If you are someone who thrives on a high-carb diet, then go for it (though I think you are in the minority). If you are someone who thrives on a low-carb diet, then go for it as well. And, maybe you fit somewhere in the middle like most people, and perform and feel your best on a relatively balanced diet. Just like most things, nutritional preference is a bell curve; the trick is to find where you fit on that continuum.

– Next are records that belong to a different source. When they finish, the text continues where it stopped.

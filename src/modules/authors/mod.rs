pub mod mapper;
pub mod models;
pub mod repository;
pub mod routes;
pub mod service;

use std::sync::Arc;

use async_trait::async_trait;
use axum::Router;
use bookshelf_kernel::{InitCtx, Migration, Module};
use serde_json::json;
use sqlx::SqlitePool;

use super::schema_json;
use models::AuthorDto;
use repository::SqliteAuthorRepository;
use service::AuthorService;

/// Authors resource: `/authors` and `/authors/{id}`
pub struct AuthorsModule {
    service: Arc<AuthorService>,
}

impl AuthorsModule {
    pub fn new(service: Arc<AuthorService>) -> Self {
        Self { service }
    }
}

#[async_trait]
impl Module for AuthorsModule {
    fn name(&self) -> &'static str {
        "authors"
    }

    async fn init(&self, ctx: &InitCtx<'_>) -> anyhow::Result<()> {
        tracing::info!(
            module = self.name(),
            environment = ?ctx.settings.environment,
            "authors module initialized"
        );
        Ok(())
    }

    fn routes(&self) -> Router {
        routes::router(self.service.clone())
    }

    fn openapi(&self) -> Option<serde_json::Value> {
        let author = json!({ "$ref": "#/components/schemas/AuthorDto" });
        let author_body = json!({
            "required": true,
            "content": { "application/json": { "schema": author } }
        });
        let author_response = |description: &str| {
            json!({
                "description": description,
                "content": { "application/json": { "schema": author } }
            })
        };
        let id_param = json!([{
            "name": "id",
            "in": "path",
            "required": true,
            "schema": { "type": "integer", "format": "int64" }
        }]);
        let not_found = json!({ "description": "Author not found" });

        Some(json!({
            "paths": {
                "/": {
                    "post": {
                        "summary": "Create author",
                        "tags": ["Authors"],
                        "requestBody": author_body,
                        "responses": { "201": author_response("Created author") }
                    },
                    "get": {
                        "summary": "List authors",
                        "tags": ["Authors"],
                        "responses": {
                            "200": {
                                "description": "All authors",
                                "content": {
                                    "application/json": {
                                        "schema": { "type": "array", "items": author }
                                    }
                                }
                            }
                        }
                    }
                },
                "/{id}": {
                    "parameters": id_param,
                    "get": {
                        "summary": "Get author",
                        "tags": ["Authors"],
                        "responses": { "200": author_response("Author"), "404": not_found }
                    },
                    "put": {
                        "summary": "Replace author",
                        "tags": ["Authors"],
                        "requestBody": author_body,
                        "responses": { "200": author_response("Replaced author"), "404": not_found }
                    },
                    "patch": {
                        "summary": "Update supplied author fields",
                        "tags": ["Authors"],
                        "requestBody": author_body,
                        "responses": { "200": author_response("Merged author"), "404": not_found }
                    },
                    "delete": {
                        "summary": "Delete author",
                        "tags": ["Authors"],
                        "responses": { "204": { "description": "Deleted or already absent" } }
                    }
                }
            },
            "components": {
                "schemas": {
                    "AuthorDto": schema_json::<AuthorDto>()
                }
            }
        }))
    }

    fn migrations(&self) -> Vec<Migration> {
        repository::MIGRATIONS.to_vec()
    }

    async fn stop(&self) -> anyhow::Result<()> {
        tracing::info!(module = self.name(), "authors module stopped");
        Ok(())
    }
}

/// Create the authors module backed by `pool`
pub fn create_module(pool: SqlitePool) -> Arc<dyn Module> {
    let repository = Arc::new(SqliteAuthorRepository::new(pool));
    Arc::new(AuthorsModule::new(Arc::new(AuthorService::new(repository))))
}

There is no perfect diet seriously, if it did exist, the world wouldn;t be in this whole obesity jeopardy.
I will point out that protein and fats are essential to optimal health and performance; you can’t live without them! As such, I wouldn’t let either of them fall below 20% of caloric intake.
Carbohydrates, however, can be dropped lower if you are someone who thrives on low-carb or ketogenic diets, but it is certainly not necessary. They can also be raised above that 40% if you are someone, especially an endurance athlete, who performs their best at that level.
I do encourage you minimize refined carbohydrates, sugar and man-made food products, but a slice of cheesecake or a club sandwich with fries once in a while won’t kill you or hinder your progress, either. Smartly building in some splurges will prevent those feelings of deprivation, the ensuing binges, and the guilt that follows it all, without diminishing your results!
I can’t stress enough that this is not a “diet;” it is a lifestyle. Trying to lead a perfect lifestyle is an exercise in futility, and will actually be more stressful and self-defeating than anything else.
Just ditch the supplements and focus ON REAL FOOD

my grassfed sirloin mmmmm
I hope this answers many questions that everyone have.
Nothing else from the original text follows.